What you need to do —
Please return every line in the entries below with the word "sample" in it.

Collected data entries:

━━━━━━━━━━━━━━━━━━━━━━━━━━━━━━

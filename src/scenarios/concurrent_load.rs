/// Randomized marketplace hammered from several threads while the clock moves forward.
///
/// Advertisers, campaigns and users are drawn from distributions seeded by the
/// iteration index, so every iteration is a different but reproducible market.
///
/// It validates, over the whole ledger once all threads are done:
/// - No budget ever went below zero
/// - Every advertiser was charged exactly the sum of bids of its recorded servings
/// - No campaign has more than 5 servings inside any 60 second window
/// - Every served request produced exactly one ledger record

use crate::scenarios::Validations;
use crate::utils;
use admatch::logger::{LogEvent, Logger};
use admatch::{errln, logln};
use admatch::{AdEngine, CampaignTargeting, EngineConfig, ManualClock, ServeResult};
use chrono::{Datelike, Duration, NaiveDate, TimeZone, Utc};
use rand::rngs::StdRng;
use rand::seq::SliceRandom;
use rand::{Rng, SeedableRng};
use rand_distr::{Distribution, Normal};
use std::collections::HashMap;
use std::sync::atomic::{AtomicBool, Ordering};
use std::sync::{Arc, Barrier};
use std::thread;

inventory::submit!(crate::scenarios::ScenarioEntry {
    short_name: "concurrent_load",
    run,
});

const ADVERTISERS: usize = 8;
const CAMPAIGNS_PER_ADVERTISER: usize = 3;
const USERS: usize = 200;
const WORKERS: usize = 8;
const REQUESTS_PER_WORKER: usize = 500;

const CITIES: [&str; 4] = ["bangalore", "mumbai", "delhi", "pune"];
const GENDERS: [&str; 2] = ["male", "female"];
const INTERESTS: [&str; 6] = ["technology", "gaming", "fashion", "travel", "sports", "gardening"];

fn random_age(rng: &mut StdRng, dist: &Normal<f64>) -> u32 {
    dist.sample(rng).round().clamp(18.0, 80.0) as u32
}

fn random_interests(rng: &mut StdRng, count: usize) -> Vec<&'static str> {
    INTERESTS.choose_multiple(rng, count).copied().collect()
}

/// Build the market; returns the initial budget per advertiser
fn populate(engine: &AdEngine, rng: &mut StdRng, today: NaiveDate) -> Result<HashMap<String, f64>, Box<dyn std::error::Error>> {
    let age_dist = Normal::new(35.0, 10.0)?;
    let budget_dist = utils::lognormal_dist(300.0, 150.0)?;
    let bid_dist = utils::lognormal_dist(20.0, 8.0)?;

    let mut budgets = HashMap::new();
    for a in 0..ADVERTISERS {
        let advertiser_id = engine.register_advertiser(&format!("Advertiser {}", a));
        let budget = engine.credit_budget(&advertiser_id, budget_dist.sample(rng).max(1.0))?;
        budgets.insert(advertiser_id.clone(), budget);

        for c in 0..CAMPAIGNS_PER_ADVERTISER {
            let mut targeting = CampaignTargeting::age(random_age(rng, &age_dist));
            if rng.gen_bool(0.5) {
                targeting = targeting.with_city(CITIES[rng.gen_range(0..CITIES.len())]);
            }
            if rng.gen_bool(0.3) {
                targeting = targeting.with_gender(GENDERS[rng.gen_range(0..GENDERS.len())]);
            }
            if rng.gen_bool(0.5) {
                let count = rng.gen_range(1..=2);
                targeting = targeting.with_interests(random_interests(rng, count));
            }
            let bid = bid_dist.sample(rng).max(0.5);
            engine.create_campaign(&advertiser_id, bid, &format!("https://ads.example/{}/{}", a, c), "banner", targeting)?;
        }
    }

    for u in 0..USERS {
        let age = random_age(rng, &age_dist);
        let birth_date = today.with_year(today.year() - age as i32).unwrap_or(today) - Duration::days(rng.gen_range(1..360));
        let user_id = format!("user_{}", u);
        engine.register_user(&user_id, birth_date, GENDERS[rng.gen_range(0..GENDERS.len())]);
        let count = rng.gen_range(0..=3);
        engine.add_interests(&user_id, random_interests(rng, count))?;
    }
    Ok(budgets)
}

pub fn run(scenario_name: &str, logger: &mut Logger) -> Result<(), Box<dyn std::error::Error>> {
    let seed = utils::RAND_SEED.load(Ordering::Relaxed);
    let mut rng = StdRng::seed_from_u64(seed);

    let start = Utc.with_ymd_and_hms(2024, 6, 1, 10, 0, 0).single().ok_or("invalid start time")?;
    let clock = ManualClock::new(start);
    let engine = Arc::new(AdEngine::with_clock(EngineConfig::default(), Arc::new(clock.clone())));
    utils::attach_engine_logging(&engine, scenario_name)?;

    let initial_budgets = populate(&engine, &mut rng, start.date_naive())?;
    logln!(logger, LogEvent::Scenario, "Seed {}: {} advertisers, {} campaigns, {} users", seed, initial_budgets.len(), engine.total_campaigns(), USERS);

    // Workers and the clock ticker start together
    let barrier = Arc::new(Barrier::new(WORKERS + 1));
    let done = Arc::new(AtomicBool::new(false));
    let ticker = {
        let (clock, barrier, done) = (clock.clone(), barrier.clone(), done.clone());
        thread::spawn(move || {
            barrier.wait();
            while !done.load(Ordering::Relaxed) {
                clock.advance(Duration::seconds(1));
                thread::sleep(std::time::Duration::from_micros(200));
            }
        })
    };
    let workers: Vec<_> = (0..WORKERS)
        .map(|w| {
            let (engine, barrier) = (engine.clone(), barrier.clone());
            let worker_seed = seed.wrapping_mul(1000).wrapping_add(w as u64);
            thread::spawn(move || {
                let mut rng = StdRng::seed_from_u64(worker_seed);
                barrier.wait();
                let mut outcomes: HashMap<&'static str, usize> = HashMap::new();
                for _ in 0..REQUESTS_PER_WORKER {
                    let user_id = format!("user_{}", rng.gen_range(0..USERS));
                    let city = CITIES[rng.gen_range(0..CITIES.len())];
                    let key = match utils::serve(&engine, &user_id, city) {
                        ServeResult::Campaign { .. } => "served",
                        ServeResult::NO_CANDIDATES => "no_candidates",
                        ServeResult::BUDGET_EXHAUSTED => "budget_exhausted",
                        ServeResult::CONTENDED => "contended",
                        ServeResult::UNKNOWN_USER => "unknown_user",
                    };
                    *outcomes.entry(key).or_default() += 1;
                }
                outcomes
            })
        })
        .collect();

    let mut outcomes: HashMap<&'static str, usize> = HashMap::new();
    for worker in workers {
        let worker_outcomes = worker.join().map_err(|_| "worker thread panicked")?;
        for (key, count) in worker_outcomes {
            *outcomes.entry(key).or_default() += count;
        }
    }
    done.store(true, Ordering::Relaxed);
    ticker.join().map_err(|_| "clock thread panicked")?;

    let mut keys: Vec<_> = outcomes.keys().copied().collect();
    keys.sort();
    for key in keys {
        logln!(logger, LogEvent::Scenario, "  {}: {}", key, outcomes[&key]);
    }

    let mut validations = Validations::new();
    let history = engine.serving_history();

    let served = outcomes.get("served").copied().unwrap_or(0);
    validations.check(logger, served == history.len(), format!("One ledger record per serving: {} == {}", served, history.len()));

    // Charged amounts per advertiser, rebuilt from the ledger
    let mut charged: HashMap<String, f64> = HashMap::new();
    let mut by_campaign: HashMap<&str, Vec<chrono::DateTime<Utc>>> = HashMap::new();
    for record in &history {
        let campaign = engine.campaign(&record.campaign_id).ok_or("ledger references unknown campaign")?;
        *charged.entry(campaign.advertiser_id.clone()).or_default() += campaign.bid_amount;
        by_campaign.entry(record.campaign_id.as_str()).or_default().push(record.served_at);
    }

    let mut negative = 0;
    let mut mismatched = 0;
    for (advertiser_id, initial) in &initial_budgets {
        let remaining = engine.advertiser_budget(advertiser_id).ok_or("advertiser vanished")?;
        if remaining < 0.0 {
            negative += 1;
        }
        let spent = charged.get(advertiser_id).copied().unwrap_or(0.0);
        if (initial - spent - remaining).abs() > 1e-6 {
            errln!(logger, LogEvent::Scenario, "{}: initial {:.4} - spent {:.4} != remaining {:.4}", advertiser_id, initial, spent, remaining);
            mismatched += 1;
        }
    }
    validations.check(logger, negative == 0, format!("No negative budgets: {} advertisers below zero", negative));
    validations.check(logger, mismatched == 0, format!("Budgets reconcile with the ledger: {} mismatches", mismatched));

    // Six records of one campaign must span more than the 60 second window
    let window = Duration::seconds(60);
    let crowded = by_campaign
        .values()
        .filter(|times| times.windows(6).any(|w| w[5] - w[0] <= window))
        .count();
    validations.check(logger, crowded == 0, format!("No campaign above 5 servings per minute: {} campaigns over the cap", crowded));

    validations.finish()
}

━━━━━━━━━━━━━━━━━━━━━━━━━━━━━━

Response below —
    dist.sample(rng).round().clamp(18.0, 80.0) as u32
        let budget = engine.credit_budget(&advertiser_id, budget_dist.sample(rng).max(1.0))?;
            let bid = bid_dist.sample(rng).max(0.5);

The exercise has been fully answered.